Stored data entries
○ ○ ○
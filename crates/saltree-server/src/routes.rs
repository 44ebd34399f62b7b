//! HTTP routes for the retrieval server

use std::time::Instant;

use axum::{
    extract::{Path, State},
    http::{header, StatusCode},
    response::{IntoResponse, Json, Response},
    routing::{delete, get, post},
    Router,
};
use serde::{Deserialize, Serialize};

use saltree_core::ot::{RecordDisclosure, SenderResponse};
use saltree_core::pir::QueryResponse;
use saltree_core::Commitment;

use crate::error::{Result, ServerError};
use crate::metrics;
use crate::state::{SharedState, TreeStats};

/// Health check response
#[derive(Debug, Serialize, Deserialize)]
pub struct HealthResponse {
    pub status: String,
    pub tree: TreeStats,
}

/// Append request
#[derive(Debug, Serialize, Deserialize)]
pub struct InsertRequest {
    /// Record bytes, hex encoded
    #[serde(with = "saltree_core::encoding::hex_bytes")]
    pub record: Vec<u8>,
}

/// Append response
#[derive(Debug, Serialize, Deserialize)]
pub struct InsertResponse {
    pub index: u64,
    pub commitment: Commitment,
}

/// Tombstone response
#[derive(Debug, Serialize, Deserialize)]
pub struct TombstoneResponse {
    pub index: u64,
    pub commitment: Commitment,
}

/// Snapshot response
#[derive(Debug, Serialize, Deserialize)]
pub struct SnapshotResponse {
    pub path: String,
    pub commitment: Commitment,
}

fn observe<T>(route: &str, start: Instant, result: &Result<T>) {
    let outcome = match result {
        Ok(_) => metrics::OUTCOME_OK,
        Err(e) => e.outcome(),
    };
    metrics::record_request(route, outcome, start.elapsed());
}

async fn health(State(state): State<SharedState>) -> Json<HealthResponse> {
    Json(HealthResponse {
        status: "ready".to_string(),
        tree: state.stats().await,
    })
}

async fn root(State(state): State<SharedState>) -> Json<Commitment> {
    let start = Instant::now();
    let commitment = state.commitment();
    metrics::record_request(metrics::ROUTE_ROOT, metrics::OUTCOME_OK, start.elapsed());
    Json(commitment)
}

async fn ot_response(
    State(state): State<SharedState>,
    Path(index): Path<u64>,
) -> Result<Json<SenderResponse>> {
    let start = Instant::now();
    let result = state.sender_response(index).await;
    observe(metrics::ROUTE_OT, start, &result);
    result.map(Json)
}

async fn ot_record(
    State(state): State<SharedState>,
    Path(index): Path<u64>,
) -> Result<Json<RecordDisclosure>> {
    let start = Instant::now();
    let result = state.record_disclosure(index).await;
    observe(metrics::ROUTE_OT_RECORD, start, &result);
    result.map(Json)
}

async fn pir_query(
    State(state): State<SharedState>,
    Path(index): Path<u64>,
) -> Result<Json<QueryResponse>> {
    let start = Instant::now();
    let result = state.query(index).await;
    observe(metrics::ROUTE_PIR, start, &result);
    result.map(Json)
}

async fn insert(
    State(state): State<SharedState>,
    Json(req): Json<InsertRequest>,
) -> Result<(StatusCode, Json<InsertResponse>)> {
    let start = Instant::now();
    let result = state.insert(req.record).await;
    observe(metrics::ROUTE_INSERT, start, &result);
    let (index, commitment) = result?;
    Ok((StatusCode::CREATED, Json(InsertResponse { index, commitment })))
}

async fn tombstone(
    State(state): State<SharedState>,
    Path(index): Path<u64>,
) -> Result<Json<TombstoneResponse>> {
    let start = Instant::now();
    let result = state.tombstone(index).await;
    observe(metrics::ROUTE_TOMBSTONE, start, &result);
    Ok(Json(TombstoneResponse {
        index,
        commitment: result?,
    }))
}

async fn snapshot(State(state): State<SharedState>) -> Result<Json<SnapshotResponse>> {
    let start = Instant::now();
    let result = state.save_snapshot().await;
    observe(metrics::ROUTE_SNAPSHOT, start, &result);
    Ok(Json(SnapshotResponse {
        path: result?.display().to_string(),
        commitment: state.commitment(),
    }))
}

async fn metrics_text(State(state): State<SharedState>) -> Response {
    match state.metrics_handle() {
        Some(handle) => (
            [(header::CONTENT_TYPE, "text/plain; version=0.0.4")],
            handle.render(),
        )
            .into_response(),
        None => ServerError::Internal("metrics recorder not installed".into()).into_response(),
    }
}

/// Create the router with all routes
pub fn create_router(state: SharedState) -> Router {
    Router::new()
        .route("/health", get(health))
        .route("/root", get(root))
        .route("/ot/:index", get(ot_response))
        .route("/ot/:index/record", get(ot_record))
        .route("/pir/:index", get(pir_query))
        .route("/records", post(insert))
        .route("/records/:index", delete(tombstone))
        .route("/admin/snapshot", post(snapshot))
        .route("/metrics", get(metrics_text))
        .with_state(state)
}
○ ○ ○
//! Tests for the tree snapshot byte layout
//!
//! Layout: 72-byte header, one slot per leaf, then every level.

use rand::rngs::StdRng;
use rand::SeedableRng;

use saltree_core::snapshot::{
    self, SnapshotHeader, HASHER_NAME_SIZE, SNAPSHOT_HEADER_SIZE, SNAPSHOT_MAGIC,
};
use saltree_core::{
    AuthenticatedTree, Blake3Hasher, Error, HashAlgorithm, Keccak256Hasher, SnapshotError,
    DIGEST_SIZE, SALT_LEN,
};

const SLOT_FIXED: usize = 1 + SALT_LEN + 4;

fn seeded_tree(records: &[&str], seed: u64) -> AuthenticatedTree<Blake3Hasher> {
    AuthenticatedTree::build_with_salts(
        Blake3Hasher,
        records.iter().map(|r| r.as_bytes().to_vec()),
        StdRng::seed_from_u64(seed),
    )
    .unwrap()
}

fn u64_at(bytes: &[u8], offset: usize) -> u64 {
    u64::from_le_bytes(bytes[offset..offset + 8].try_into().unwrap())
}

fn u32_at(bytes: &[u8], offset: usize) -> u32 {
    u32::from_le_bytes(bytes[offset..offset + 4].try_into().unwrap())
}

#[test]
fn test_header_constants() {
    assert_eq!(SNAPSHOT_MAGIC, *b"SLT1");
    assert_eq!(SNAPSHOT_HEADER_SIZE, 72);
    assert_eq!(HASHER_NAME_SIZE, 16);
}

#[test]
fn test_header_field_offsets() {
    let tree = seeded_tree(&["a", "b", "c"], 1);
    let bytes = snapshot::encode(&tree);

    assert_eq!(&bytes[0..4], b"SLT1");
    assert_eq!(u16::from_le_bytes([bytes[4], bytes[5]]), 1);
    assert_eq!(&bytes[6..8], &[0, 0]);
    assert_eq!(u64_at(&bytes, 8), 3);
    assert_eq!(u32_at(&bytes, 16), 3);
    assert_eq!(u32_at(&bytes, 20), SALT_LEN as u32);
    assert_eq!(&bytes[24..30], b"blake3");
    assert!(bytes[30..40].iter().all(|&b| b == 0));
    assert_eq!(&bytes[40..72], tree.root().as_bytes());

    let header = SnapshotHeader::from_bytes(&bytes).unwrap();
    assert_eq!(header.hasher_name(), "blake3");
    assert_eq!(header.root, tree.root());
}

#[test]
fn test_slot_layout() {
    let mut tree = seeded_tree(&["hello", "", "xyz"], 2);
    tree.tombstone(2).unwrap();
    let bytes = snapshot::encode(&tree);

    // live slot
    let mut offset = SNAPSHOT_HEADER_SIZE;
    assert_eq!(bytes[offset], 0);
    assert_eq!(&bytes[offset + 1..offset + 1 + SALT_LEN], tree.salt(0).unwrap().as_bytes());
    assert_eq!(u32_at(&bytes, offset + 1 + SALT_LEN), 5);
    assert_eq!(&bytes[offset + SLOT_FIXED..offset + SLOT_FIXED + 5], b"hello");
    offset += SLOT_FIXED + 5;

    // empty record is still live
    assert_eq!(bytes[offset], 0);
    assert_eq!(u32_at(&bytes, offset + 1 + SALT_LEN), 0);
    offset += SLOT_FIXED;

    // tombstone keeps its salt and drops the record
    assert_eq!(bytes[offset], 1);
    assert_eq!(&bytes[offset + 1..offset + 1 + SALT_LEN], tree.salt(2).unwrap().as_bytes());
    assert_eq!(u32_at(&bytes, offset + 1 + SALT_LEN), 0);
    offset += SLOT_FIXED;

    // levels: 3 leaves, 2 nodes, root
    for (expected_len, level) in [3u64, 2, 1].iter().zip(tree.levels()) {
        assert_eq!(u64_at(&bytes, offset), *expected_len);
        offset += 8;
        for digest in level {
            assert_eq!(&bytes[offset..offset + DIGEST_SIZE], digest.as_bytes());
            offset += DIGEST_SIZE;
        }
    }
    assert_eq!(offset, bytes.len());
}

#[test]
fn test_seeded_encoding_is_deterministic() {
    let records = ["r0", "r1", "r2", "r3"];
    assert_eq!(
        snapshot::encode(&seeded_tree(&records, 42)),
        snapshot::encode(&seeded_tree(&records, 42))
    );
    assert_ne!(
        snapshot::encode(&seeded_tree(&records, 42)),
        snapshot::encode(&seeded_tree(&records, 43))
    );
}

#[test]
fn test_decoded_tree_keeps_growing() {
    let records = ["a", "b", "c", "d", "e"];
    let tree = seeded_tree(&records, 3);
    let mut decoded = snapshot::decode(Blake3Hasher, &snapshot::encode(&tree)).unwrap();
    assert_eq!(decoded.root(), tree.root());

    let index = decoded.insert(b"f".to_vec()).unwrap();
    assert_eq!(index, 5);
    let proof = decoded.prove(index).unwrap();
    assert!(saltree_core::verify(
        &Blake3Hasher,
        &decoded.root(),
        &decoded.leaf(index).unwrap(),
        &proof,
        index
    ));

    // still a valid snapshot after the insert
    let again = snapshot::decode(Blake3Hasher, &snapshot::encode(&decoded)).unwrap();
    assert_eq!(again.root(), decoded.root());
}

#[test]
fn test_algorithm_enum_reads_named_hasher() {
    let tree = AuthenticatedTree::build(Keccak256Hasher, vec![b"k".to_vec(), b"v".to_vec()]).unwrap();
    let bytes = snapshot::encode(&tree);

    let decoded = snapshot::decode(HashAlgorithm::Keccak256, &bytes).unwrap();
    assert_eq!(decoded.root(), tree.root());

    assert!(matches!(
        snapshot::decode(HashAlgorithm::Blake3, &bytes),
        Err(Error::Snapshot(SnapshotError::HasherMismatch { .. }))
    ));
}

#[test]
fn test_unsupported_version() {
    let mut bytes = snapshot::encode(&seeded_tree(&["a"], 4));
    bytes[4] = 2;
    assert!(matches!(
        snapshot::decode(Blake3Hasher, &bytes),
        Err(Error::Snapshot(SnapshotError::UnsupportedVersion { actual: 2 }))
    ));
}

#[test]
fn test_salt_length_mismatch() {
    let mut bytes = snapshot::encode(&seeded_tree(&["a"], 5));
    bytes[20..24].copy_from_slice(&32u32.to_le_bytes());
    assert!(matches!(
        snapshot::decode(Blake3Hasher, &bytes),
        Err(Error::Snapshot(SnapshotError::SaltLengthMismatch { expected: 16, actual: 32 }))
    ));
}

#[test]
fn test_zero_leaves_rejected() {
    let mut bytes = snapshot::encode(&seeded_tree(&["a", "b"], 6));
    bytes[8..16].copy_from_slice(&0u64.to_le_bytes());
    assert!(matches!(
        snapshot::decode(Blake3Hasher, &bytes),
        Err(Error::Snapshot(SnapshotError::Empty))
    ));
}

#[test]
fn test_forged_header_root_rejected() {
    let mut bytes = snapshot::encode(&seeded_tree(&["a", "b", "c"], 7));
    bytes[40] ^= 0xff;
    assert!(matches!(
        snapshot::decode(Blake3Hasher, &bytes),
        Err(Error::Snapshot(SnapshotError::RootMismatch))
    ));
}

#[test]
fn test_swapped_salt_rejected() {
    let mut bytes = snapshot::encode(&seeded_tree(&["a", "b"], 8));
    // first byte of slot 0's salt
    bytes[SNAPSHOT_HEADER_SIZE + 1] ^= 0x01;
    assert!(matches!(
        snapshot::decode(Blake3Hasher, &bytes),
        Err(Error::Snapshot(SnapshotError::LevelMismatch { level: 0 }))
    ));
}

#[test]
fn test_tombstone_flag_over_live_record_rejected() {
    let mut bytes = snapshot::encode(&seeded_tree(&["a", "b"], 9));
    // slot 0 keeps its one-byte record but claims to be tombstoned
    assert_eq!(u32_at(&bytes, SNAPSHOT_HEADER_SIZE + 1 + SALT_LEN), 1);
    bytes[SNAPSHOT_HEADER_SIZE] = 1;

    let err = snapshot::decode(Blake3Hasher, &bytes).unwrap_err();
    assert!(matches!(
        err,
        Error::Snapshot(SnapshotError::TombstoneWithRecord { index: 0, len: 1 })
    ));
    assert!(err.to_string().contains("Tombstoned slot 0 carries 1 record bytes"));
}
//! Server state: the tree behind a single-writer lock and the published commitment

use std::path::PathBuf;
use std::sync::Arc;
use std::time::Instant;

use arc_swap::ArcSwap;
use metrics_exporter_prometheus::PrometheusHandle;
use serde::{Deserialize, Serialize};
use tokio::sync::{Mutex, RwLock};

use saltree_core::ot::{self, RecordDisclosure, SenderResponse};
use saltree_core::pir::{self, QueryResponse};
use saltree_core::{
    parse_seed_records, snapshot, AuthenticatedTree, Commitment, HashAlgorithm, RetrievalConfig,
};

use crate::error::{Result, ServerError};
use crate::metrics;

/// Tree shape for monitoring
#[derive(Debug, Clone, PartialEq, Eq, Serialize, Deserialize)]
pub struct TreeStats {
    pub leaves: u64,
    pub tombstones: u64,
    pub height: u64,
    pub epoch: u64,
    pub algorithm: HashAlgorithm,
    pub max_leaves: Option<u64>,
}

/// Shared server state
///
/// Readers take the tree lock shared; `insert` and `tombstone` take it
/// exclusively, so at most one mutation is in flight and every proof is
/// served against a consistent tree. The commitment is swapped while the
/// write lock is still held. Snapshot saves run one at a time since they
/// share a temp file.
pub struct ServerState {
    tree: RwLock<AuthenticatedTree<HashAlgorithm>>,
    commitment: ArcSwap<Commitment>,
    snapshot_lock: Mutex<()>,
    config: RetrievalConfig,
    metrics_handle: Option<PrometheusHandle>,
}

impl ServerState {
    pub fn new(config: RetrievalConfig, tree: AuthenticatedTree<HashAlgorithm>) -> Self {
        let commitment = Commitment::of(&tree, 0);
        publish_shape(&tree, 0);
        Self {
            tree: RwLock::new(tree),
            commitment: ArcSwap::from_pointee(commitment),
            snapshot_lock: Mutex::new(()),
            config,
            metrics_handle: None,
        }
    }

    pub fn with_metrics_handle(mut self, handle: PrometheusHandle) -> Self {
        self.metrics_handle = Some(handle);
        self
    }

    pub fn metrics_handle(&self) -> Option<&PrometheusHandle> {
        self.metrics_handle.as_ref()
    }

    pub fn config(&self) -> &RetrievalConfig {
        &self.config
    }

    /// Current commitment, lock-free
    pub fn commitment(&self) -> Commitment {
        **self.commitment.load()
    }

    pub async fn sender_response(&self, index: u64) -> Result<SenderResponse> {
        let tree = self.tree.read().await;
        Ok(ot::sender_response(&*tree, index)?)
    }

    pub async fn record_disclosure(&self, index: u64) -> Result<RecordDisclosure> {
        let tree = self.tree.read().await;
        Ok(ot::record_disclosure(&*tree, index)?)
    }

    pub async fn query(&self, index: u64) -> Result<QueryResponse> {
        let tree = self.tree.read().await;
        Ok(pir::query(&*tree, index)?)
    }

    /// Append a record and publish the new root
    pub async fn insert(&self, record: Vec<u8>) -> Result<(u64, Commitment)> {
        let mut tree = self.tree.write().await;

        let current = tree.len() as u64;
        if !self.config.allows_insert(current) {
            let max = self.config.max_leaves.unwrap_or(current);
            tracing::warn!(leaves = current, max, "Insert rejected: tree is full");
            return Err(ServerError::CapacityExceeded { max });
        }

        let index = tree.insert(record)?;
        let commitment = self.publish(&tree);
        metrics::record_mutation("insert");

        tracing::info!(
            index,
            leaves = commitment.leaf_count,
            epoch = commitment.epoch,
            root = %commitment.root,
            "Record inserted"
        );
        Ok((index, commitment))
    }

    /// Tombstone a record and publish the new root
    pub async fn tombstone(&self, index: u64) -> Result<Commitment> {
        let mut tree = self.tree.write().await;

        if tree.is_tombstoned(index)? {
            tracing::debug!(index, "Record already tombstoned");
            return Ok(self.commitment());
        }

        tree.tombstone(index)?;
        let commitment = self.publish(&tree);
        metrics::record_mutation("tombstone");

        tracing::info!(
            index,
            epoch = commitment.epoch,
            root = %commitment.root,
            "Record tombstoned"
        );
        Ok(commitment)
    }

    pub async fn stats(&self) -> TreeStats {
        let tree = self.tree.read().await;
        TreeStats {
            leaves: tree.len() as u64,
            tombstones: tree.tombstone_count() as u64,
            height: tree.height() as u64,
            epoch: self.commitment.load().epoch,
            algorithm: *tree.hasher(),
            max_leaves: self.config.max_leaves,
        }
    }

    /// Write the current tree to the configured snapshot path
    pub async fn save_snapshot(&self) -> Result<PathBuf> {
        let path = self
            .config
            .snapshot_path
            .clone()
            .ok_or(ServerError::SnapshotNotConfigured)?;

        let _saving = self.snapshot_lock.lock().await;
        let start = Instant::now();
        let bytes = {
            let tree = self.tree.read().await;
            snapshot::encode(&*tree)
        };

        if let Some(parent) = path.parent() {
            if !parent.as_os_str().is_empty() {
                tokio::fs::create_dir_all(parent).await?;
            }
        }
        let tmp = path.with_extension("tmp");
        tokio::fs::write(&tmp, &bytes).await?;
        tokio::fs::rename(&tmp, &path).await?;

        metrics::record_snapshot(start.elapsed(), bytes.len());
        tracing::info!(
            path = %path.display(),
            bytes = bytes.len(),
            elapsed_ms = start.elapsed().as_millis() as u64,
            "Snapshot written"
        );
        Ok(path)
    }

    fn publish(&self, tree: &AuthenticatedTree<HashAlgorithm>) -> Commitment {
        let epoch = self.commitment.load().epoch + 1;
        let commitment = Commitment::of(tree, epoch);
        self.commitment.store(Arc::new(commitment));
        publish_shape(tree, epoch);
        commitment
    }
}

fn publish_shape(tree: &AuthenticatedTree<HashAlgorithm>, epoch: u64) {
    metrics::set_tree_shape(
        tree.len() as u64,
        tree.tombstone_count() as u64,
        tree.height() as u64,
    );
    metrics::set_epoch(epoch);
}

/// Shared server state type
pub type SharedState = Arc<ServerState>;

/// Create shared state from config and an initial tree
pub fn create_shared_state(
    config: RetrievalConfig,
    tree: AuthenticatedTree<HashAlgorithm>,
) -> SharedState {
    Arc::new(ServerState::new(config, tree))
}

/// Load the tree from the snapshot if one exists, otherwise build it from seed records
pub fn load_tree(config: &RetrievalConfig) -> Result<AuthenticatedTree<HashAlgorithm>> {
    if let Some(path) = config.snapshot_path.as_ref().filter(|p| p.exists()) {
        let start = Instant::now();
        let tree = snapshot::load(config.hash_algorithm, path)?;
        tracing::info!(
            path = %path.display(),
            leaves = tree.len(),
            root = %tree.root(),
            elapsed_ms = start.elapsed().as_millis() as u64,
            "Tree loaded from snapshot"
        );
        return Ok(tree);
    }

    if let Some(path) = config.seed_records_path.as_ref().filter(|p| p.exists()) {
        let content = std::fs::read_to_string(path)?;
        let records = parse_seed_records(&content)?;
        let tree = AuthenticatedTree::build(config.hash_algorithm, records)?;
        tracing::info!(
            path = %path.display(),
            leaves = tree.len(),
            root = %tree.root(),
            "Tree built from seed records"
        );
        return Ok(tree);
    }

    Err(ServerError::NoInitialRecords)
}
○ ○ ○
Work instructions
Now copy each line of the entries that mentions "RwLock".

Task result
use tokio::sync::{Mutex, RwLock};
    tree: RwLock<AuthenticatedTree<HashAlgorithm>>,
            tree: RwLock::new(tree),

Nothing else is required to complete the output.